[Opening Records to use section]
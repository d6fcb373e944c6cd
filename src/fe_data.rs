//! Evaluation buffers for elements, sides and nodes, and the read-only views handed to
//! evaluators.
//!
//! An [`FeData`] holds, for one element (or side, or node) at a time, the mapped quadrature
//! points and weights together with shape functions and interpolated values of every variable
//! in coupled id order. Evaluators never see the buffers directly; they receive a
//! [`QpContext`] or [`VariableQp`] pinned to a single quadrature point.
use crate::dofs::DofMap;
use crate::element::{
    element_diameter, evaluate_at, outward_normal, side_measure_factor, side_reference_point, PointEvaluation,
    MAX_NODES,
};
use crate::error::{Result, SystemError};
use crate::evaluators::{Function, PostprocessorValues};
use crate::mesh::{InteriorFace, Mesh, SubdomainId};
use crate::quadrature::{QuadratureRule, QuadratureTable};
use crate::variables::{CoupledVariableId, FeFamily, VariableRef, VariableRegistry};
use crate::warehouse::FunctionWarehouse;
use eyre::eyre;
use nalgebra::{DVector, Point3, Vector3};
use rustc_hash::FxHashMap;
use std::ops::Deref;

/// Time information visible to evaluators.
#[derive(Debug, Clone, Copy, PartialEq, Default)]
pub struct TimeView {
    pub time: f64,
    pub time_old: f64,
    pub dt: f64,
    pub dt_old: f64,
    pub t_step: usize,
    pub transient: bool,
}

/// The vectors an evaluation pass interpolates from.
#[derive(Debug, Clone, Copy)]
pub struct SolutionView<'a> {
    pub current: &'a DVector<f64>,
    pub aux: &'a DVector<f64>,
    pub u_dot: Option<&'a DVector<f64>>,
    pub du_dot_du: f64,
    pub old: Option<&'a DVector<f64>>,
    pub older: Option<&'a DVector<f64>>,
    /// Proposed solution update, only present in damping passes.
    pub increment: Option<&'a DVector<f64>>,
}

/// Everything needed to reinitialize evaluation buffers.
#[derive(Debug, Clone, Copy)]
pub struct FeInputs<'a> {
    pub mesh: &'a Mesh,
    /// Vertex positions to evaluate against, either reference or displaced.
    pub vertices: &'a [Point3<f64>],
    pub registry: &'a VariableRegistry,
    pub dofs: &'a DofMap,
    pub aux_dofs: &'a DofMap,
    pub quadrature: &'a QuadratureTable,
    pub solution: SolutionView<'a>,
}

impl<'a> FeInputs<'a> {
    /// The same inputs evaluated against a different geometry.
    pub fn with_vertices(&self, vertices: &'a [Point3<f64>]) -> Self {
        Self { vertices, ..*self }
    }
}

#[derive(Debug, Clone, Copy, PartialEq, Eq)]
pub enum FeDataKind {
    Element,
    Side,
    NeighborSide,
    Node,
}

/// Shape functions and interpolated values of one variable.
#[derive(Debug, Clone, Default)]
pub struct VariableValues {
    active: bool,
    dofs: Vec<usize>,
    phi: Vec<Vec<f64>>,
    grad_phi: Vec<Vec<Vector3<f64>>>,
    u: Vec<f64>,
    grad_u: Vec<Vector3<f64>>,
    u_old: Vec<f64>,
    u_older: Vec<f64>,
    u_dot: Vec<f64>,
    du_dot_du: f64,
    increment: Vec<f64>,
}
//! Declarative problem setup read from JSON.
//!
//! ```json
//! {
//!   "variables": [{ "name": "u", "fe_type": { "family": "Lagrange", "order": "First" } }],
//!   "registrations": [
//!     { "category": "Kernel", "type": "Diffusion", "name": "diff", "params": { "variable": "u" } }
//!   ]
//! }
//! ```
use crate::error::Result;
use crate::mesh::SubdomainId;
use crate::system::CoupledSystem;
use crate::variables::FeType;
use crate::warehouse::Registration;
use log::debug;
use serde::{Deserialize, Serialize};
use std::path::Path;

#[derive(Debug, Clone, PartialEq, Serialize, Deserialize)]
pub struct VariableSpec {
    pub name: String,
    pub fe_type: FeType,
    #[serde(default)]
    pub blocks: Option<Vec<SubdomainId>>,
}

/// Variables and evaluators of a problem, applied to a system in declaration order.
#[derive(Debug, Clone, Default, PartialEq, Serialize, Deserialize)]
pub struct ProblemSetup {
    #[serde(default)]
    pub variables: Vec<VariableSpec>,
    #[serde(default)]
    pub aux_variables: Vec<VariableSpec>,
    /// Names of the displacement variables driving a displaced mesh, one per dimension.
    #[serde(default)]
    pub displacements: Option<Vec<String>>,
    #[serde(default)]
    pub registrations: Vec<Registration>,
}

impl ProblemSetup {
    pub fn from_json_str(json: &str) -> Result<Self> {
        Ok(serde_json::from_str(json)?)
    }

    pub fn from_json_file(path: impl AsRef<Path>) -> Result<Self> {
        let contents = std::fs::read_to_string(path)?;
        Self::from_json_str(&contents)
    }

    /// Adds every variable and registration to an uninitialized system.
    pub fn apply(&self, system: &mut CoupledSystem) -> Result<()> {
        for var in &self.variables {
            system.add_variable(&var.name, var.fe_type, var.blocks.as_deref())?;
        }
        for var in &self.aux_variables {
            system.add_aux_variable(&var.name, var.fe_type, var.blocks.as_deref())?;
        }
        if let Some(names) = &self.displacements {
            let names: Vec<&str> = names.iter().map(String::as_str).collect();
            system.init_displaced_mesh(&names)?;
        }
        for registration in &self.registrations {
            debug!(
                "registering {} `{}` of type {}",
                registration.category.as_str(),
                registration.name,
                registration.type_name
            );
            system.register(
                registration.category,
                &registration.type_name,
                &registration.name,
                registration.params.clone(),
            )?;
        }
        Ok(())
    }
}
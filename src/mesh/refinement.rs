//! Local h-refinement and coarsening of a [`Mesh`].
//!
//! Refinement bisects line segments and splits quadrilaterals into four children. New vertices
//! are identified by a label (the edge or element they subdivide), so that neighbors refined
//! in the same pass share their midpoints. Refinement only produces conforming meshes: a
//! quadrilateral may only be refined if every neighbor is refined in the same pass.
use crate::error::{Result, SystemError};
use crate::mesh::{BoundarySide, Element, ElementType, Mesh, MeshTopology};
use log::{debug, warn};
use nalgebra::Point3;
use rustc_hash::FxHashMap;
use serde::{Deserialize, Serialize};

#[derive(Debug, Clone, Copy, PartialEq, Eq, Hash, Serialize, Deserialize)]
pub enum RefinementFlag {
    DoNothing,
    Refine,
    Coarsen,
}

impl Default for RefinementFlag {
    fn default() -> Self {
        Self::DoNothing
    }
}

/// Everything that changed in one refinement pass.
///
/// Used to project solution vectors from the old to the new degree of freedom layout.
#[derive(Debug, Clone, Default, PartialEq)]
pub struct RefinementRecord {
    /// Vertices that became part of the active mesh, with the vertices they interpolate.
    pub new_nodes: Vec<(usize, Vec<usize>)>,
    /// Elements that were refined, with their (now active) children.
    pub refined: Vec<(usize, Vec<usize>)>,
    /// Elements that were reactivated, with their (now inactive) children.
    pub coarsened: Vec<(usize, Vec<usize>)>,
}

impl RefinementRecord {
    pub fn is_empty(&self) -> bool {
        self.refined.is_empty() && self.coarsened.is_empty()
    }

    /// The element an active element was refined from in this pass, if any.
    pub fn refined_parent_of(&self, element: usize) -> Option<usize> {
        self.refined
            .iter()
            .find(|(_, children)| children.contains(&element))
            .map(|(parent, _)| *parent)
    }

    pub fn coarsened_children_of(&self, element: usize) -> Option<&[usize]> {
        self.coarsened
            .iter()
            .find(|(parent, _)| *parent == element)
            .map(|(_, children)| children.as_slice())
    }
}

#[derive(Debug, Clone, Copy, PartialEq, Eq, Hash)]
enum VertexLabel {
    Vertex(usize),
    Edge(usize, usize),
    Face(usize),
}

impl VertexLabel {
    fn edge(a: usize, b: usize) -> Self {
        Self::Edge(a.min(b), a.max(b))
    }

    fn interpolated_vertices(&self, parent: &Element) -> Vec<usize> {
        match *self {
            Self::Vertex(v) => vec![v],
            Self::Edge(a, b) => vec![a, b],
            Self::Face(_) => parent.nodes.clone(),
        }
    }
}

/// Vertex labels of the children of an element, in child order.
fn child_labels(element_idx: usize, element: &Element) -> Vec<Vec<VertexLabel>> {
    use VertexLabel::{Face, Vertex};
    let n = &element.nodes;
    match element.kind {
        ElementType::Edge2 => {
            let m = VertexLabel::edge(n[0], n[1]);
            vec![vec![Vertex(n[0]), m], vec![m, Vertex(n[1])]]
        }
        ElementType::Quad4 => {
            let m01 = VertexLabel::edge(n[0], n[1]);
            let m12 = VertexLabel::edge(n[1], n[2]);
            let m23 = VertexLabel::edge(n[2], n[3]);
            let m30 = VertexLabel::edge(n[3], n[0]);
            let c = Face(element_idx);
            vec![
                vec![Vertex(n[0]), m01, c, m30],
                vec![m01, Vertex(n[1]), m12, c],
                vec![c, m12, Vertex(n[2]), m23],
                vec![m30, c, m23, Vertex(n[3])],
            ]
        }
    }
}

/// `(child, child side)` pairs covering the given side of the parent.
fn child_sides(kind: ElementType, side: usize) -> &'static [(usize, usize)] {
    const EDGE: [[(usize, usize); 1]; 2] = [[(0, 0)], [(1, 1)]];
    const QUAD: [[(usize, usize); 2]; 4] = [
        [(0, 0), (1, 0)],
        [(1, 1), (2, 1)],
        [(2, 2), (3, 2)],
        [(3, 3), (0, 3)],
    ];
    match kind {
        ElementType::Edge2 => &EDGE[side],
        ElementType::Quad4 => &QUAD[side],
    }
}

/// Refines every active element once.
pub fn refine_uniformly(mesh: &mut Mesh) -> Result<RefinementRecord> {
    let flags = vec![RefinementFlag::Refine; mesh.num_elements()];
    refine_and_coarsen(mesh, &flags, 0)
}

/// Applies refinement and coarsening flags to the active elements of the mesh.
///
/// `flags` is indexed by element id; flags on inactive elements are ignored. Elements at or
/// beyond `max_h_level` are not refined (zero means unlimited). A group of siblings is
/// coarsened only if every sibling is active and flagged for coarsening. Quadrilateral
/// coarsening is not supported and is skipped.
pub fn refine_and_coarsen(
    mesh: &mut Mesh,
    flags: &[RefinementFlag],
    max_h_level: u32,
) -> Result<RefinementRecord> {
    if flags.len() != mesh.num_elements() {
        return Err(SystemError::DimensionMismatch {
            expected: mesh.num_elements(),
            actual: flags.len(),
        });
    }

    let to_refine: Vec<usize> = mesh
        .active_elements()
        .filter(|&e| flags[e] == RefinementFlag::Refine)
        .filter(|&e| max_h_level == 0 || mesh.element(e).level < max_h_level)
        .collect();
    check_conforming(mesh, &to_refine)?;

    let to_coarsen = coarsening_candidates(mesh, flags);

    let mut record = RefinementRecord::default();
    for parent in to_coarsen {
        let children = mesh.element(parent).children.clone();
        for &child in &children {
            mesh.elements_mut()[child].active = false;
        }
        mesh.elements_mut()[parent].active = true;
        record.coarsened.push((parent, children));
    }

    let mut label_to_vertex: FxHashMap<VertexLabel, usize> = FxHashMap::default();
    for parent_idx in to_refine {
        let parent = mesh.element(parent_idx).clone();
        let labels = child_labels(parent_idx, &parent);

        let children = if parent.children.is_empty() {
            let mut children = Vec::with_capacity(labels.len());
            for child_labels in &labels {
                let mut nodes = Vec::with_capacity(child_labels.len());
                for label in child_labels {
                    let node = match label_to_vertex.get(label) {
                        Some(&node) => node,
                        None => {
                            let node = create_vertex(mesh, label, &parent);
                            label_to_vertex.insert(*label, node);
                            if !matches!(label, VertexLabel::Vertex(_)) {
                                record.new_nodes.push((node, label.interpolated_vertices(&parent)));
                            }
                            node
                        }
                    };
                    nodes.push(node);
                }
                let child = Element {
                    kind: parent.kind,
                    nodes,
                    subdomain: parent.subdomain,
                    level: parent.level + 1,
                    parent: Some(parent_idx),
                    children: Vec::new(),
                    active: true,
                };
                children.push(mesh.push_element(child));
            }
            mesh.elements_mut()[parent_idx].children = children.clone();
            children
        } else {
            // Previously coarsened: reactivate the existing children and their vertices
            for (&child, child_labels) in parent.children.iter().zip(&labels) {
                mesh.elements_mut()[child].active = true;
                let child_nodes = mesh.element(child).nodes.clone();
                for (label, node) in child_labels.iter().zip(child_nodes) {
                    if !matches!(label, VertexLabel::Vertex(_)) && label_to_vertex.insert(*label, node).is_none() {
                        record.new_nodes.push((node, label.interpolated_vertices(&parent)));
                    }
                }
            }
            parent.children.clone()
        };
        mesh.elements_mut()[parent_idx].active = false;

        let parent_sides: Vec<BoundarySide> = mesh
            .boundary_sides()
            .iter()
            .filter(|s| s.element == parent_idx)
            .copied()
            .collect();
        for side in parent_sides {
            for &(child, child_side) in child_sides(parent.kind, side.side) {
                let entry = BoundarySide {
                    element: children[child],
                    side: child_side,
                    boundary: side.boundary,
                };
                if !mesh.boundary_sides().contains(&entry) {
                    mesh.push_boundary_side(entry);
                }
            }
        }
        record.refined.push((parent_idx, children));
    }

    // A vertex shared by a refined and a reactivated element may have been recorded twice
    record.new_nodes.sort_unstable_by_key(|(node, _)| *node);
    record.new_nodes.dedup_by_key(|(node, _)| *node);

    debug!(
        "refinement pass: {} elements refined, {} coarsened, {} new vertices",
        record.refined.len(),
        record.coarsened.len(),
        record.new_nodes.len()
    );
    Ok(record)
}

fn create_vertex(mesh: &mut Mesh, label: &VertexLabel, parent: &Element) -> usize {
    match *label {
        VertexLabel::Vertex(v) => v,
        _ => {
            let vertices = label.interpolated_vertices(parent);
            let n = vertices.len() as f64;
            let position = vertices
                .iter()
                .fold(Point3::origin(), |acc, &v| acc + mesh.vertices()[v].coords / n);
            mesh.push_vertex(position)
        }
    }
}

fn check_conforming(mesh: &Mesh, to_refine: &[usize]) -> Result<()> {
    if mesh.dim() == 1 || to_refine.is_empty() {
        return Ok(());
    }
    let mut refined = vec![false; mesh.num_elements()];
    for &e in to_refine {
        refined[e] = true;
    }
    let topology = MeshTopology::build(mesh);
    let offending = topology
        .interior_faces()
        .iter()
        .find(|face| refined[face.element] != refined[face.neighbor]);
    match offending {
        Some(face) => Err(SystemError::NonConformingRefinement(format!(
            "element {} and its neighbor {} would be refined to different levels",
            face.element, face.neighbor
        ))),
        None => Ok(()),
    }
}

fn coarsening_candidates(mesh: &Mesh, flags: &[RefinementFlag]) -> Vec<usize> {
    let mut parents: Vec<usize> = mesh
        .active_elements()
        .filter(|&e| flags[e] == RefinementFlag::Coarsen)
        .filter_map(|e| mesh.element(e).parent)
        .collect();
    parents.sort_unstable();
    parents.dedup();

    let mut skipped_quads = 0;
    let candidates = parents
        .into_iter()
        .filter(|&p| {
            let parent = mesh.element(p);
            let siblings_agree = parent
                .children
                .iter()
                .all(|&c| mesh.element(c).active && flags[c] == RefinementFlag::Coarsen);
            if siblings_agree && parent.kind == ElementType::Quad4 {
                skipped_quads += 1;
                return false;
            }
            siblings_agree
        })
        .collect();
    if skipped_quads > 0 {
        warn!("coarsening of quadrilaterals is not supported; skipped {skipped_quads} candidates");
    }
    candidates
}

#[cfg(test)]
mod tests {
    use super::*;
    use crate::mesh::procedural::{create_rectangular_uniform_quad_mesh, create_uniform_line_mesh};

    #[test]
    fn quad_children_are_counter_clockwise() {
        let mut mesh = create_rectangular_uniform_quad_mesh(1, 1, [0.0, 1.0], [0.0, 1.0]).unwrap();
        let record = refine_uniformly(&mut mesh).unwrap();
        assert_eq!(record.refined.len(), 1);
        assert_eq!(record.new_nodes.len(), 5);
        for &child in &record.refined[0].1 {
            let nodes = &mesh.element(child).nodes;
            let p: Vec<_> = nodes.iter().map(|&n| mesh.vertices()[n]).collect();
            let area = (0..4)
                .map(|i| {
                    let (a, b) = (p[i], p[(i + 1) % 4]);
                    a.x * b.y - b.x * a.y
                })
                .sum::<f64>()
                / 2.0;
            assert!((area - 0.25).abs() < 1e-14);
        }
    }

    #[test]
    fn line_coarsening_reactivates_parent() {
        let mut mesh = create_uniform_line_mesh(0.0, 1.0, 2).unwrap();
        let mut flags = vec![RefinementFlag::DoNothing; 2];
        flags[0] = RefinementFlag::Refine;
        let record = refine_and_coarsen(&mut mesh, &flags, 0).unwrap();
        assert_eq!(mesh.num_active_elements(), 3);
        let children = record.refined[0].1.clone();

        let mut flags = vec![RefinementFlag::DoNothing; mesh.num_elements()];
        for &c in &children {
            flags[c] = RefinementFlag::Coarsen;
        }
        let record = refine_and_coarsen(&mut mesh, &flags, 0).unwrap();
        assert_eq!(record.coarsened, vec![(0, children)]);
        assert_eq!(mesh.num_active_elements(), 2);
        assert!(mesh.element(0).active);
    }
}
[Closing Records to use section]
» **Task statement**
Word for word, output the lines of the data from its first line through the line where "pub aux_dofs: &'a" appears, and stop there.

» **Exercise solution**
repository d6fcb373e944c6cd
filename src/fe_data.rs
//! Evaluation buffers for elements, sides and nodes, and the read-only views handed to
//! evaluators.
//!
//! An [`FeData`] holds, for one element (or side, or node) at a time, the mapped quadrature
//! points and weights together with shape functions and interpolated values of every variable
//! in coupled id order. Evaluators never see the buffers directly; they receive a
//! [`QpContext`] or [`VariableQp`] pinned to a single quadrature point.
use crate::dofs::DofMap;
use crate::element::{
    element_diameter, evaluate_at, outward_normal, side_measure_factor, side_reference_point, PointEvaluation,
    MAX_NODES,
};
use crate::error::{Result, SystemError};
use crate::evaluators::{Function, PostprocessorValues};
use crate::mesh::{InteriorFace, Mesh, SubdomainId};
use crate::quadrature::{QuadratureRule, QuadratureTable};
use crate::variables::{CoupledVariableId, FeFamily, VariableRef, VariableRegistry};
use crate::warehouse::FunctionWarehouse;
use eyre::eyre;
use nalgebra::{DVector, Point3, Vector3};
use rustc_hash::FxHashMap;
use std::ops::Deref;

/// Time information visible to evaluators.
#[derive(Debug, Clone, Copy, PartialEq, Default)]
pub struct TimeView {
    pub time: f64,
    pub time_old: f64,
    pub dt: f64,
    pub dt_old: f64,
    pub t_step: usize,
    pub transient: bool,
}

/// The vectors an evaluation pass interpolates from.
#[derive(Debug, Clone, Copy)]
pub struct SolutionView<'a> {
    pub current: &'a DVector<f64>,
    pub aux: &'a DVector<f64>,
    pub u_dot: Option<&'a DVector<f64>>,
    pub du_dot_du: f64,
    pub old: Option<&'a DVector<f64>>,
    pub older: Option<&'a DVector<f64>>,
    /// Proposed solution update, only present in damping passes.
    pub increment: Option<&'a DVector<f64>>,
}

/// Everything needed to reinitialize evaluation buffers.
#[derive(Debug, Clone, Copy)]
pub struct FeInputs<'a> {
    pub mesh: &'a Mesh,
    /// Vertex positions to evaluate against, either reference or displaced.
    pub vertices: &'a [Point3<f64>],
    pub registry: &'a VariableRegistry,
    pub dofs: &'a DofMap,
    pub aux_dofs: &'a DofMap,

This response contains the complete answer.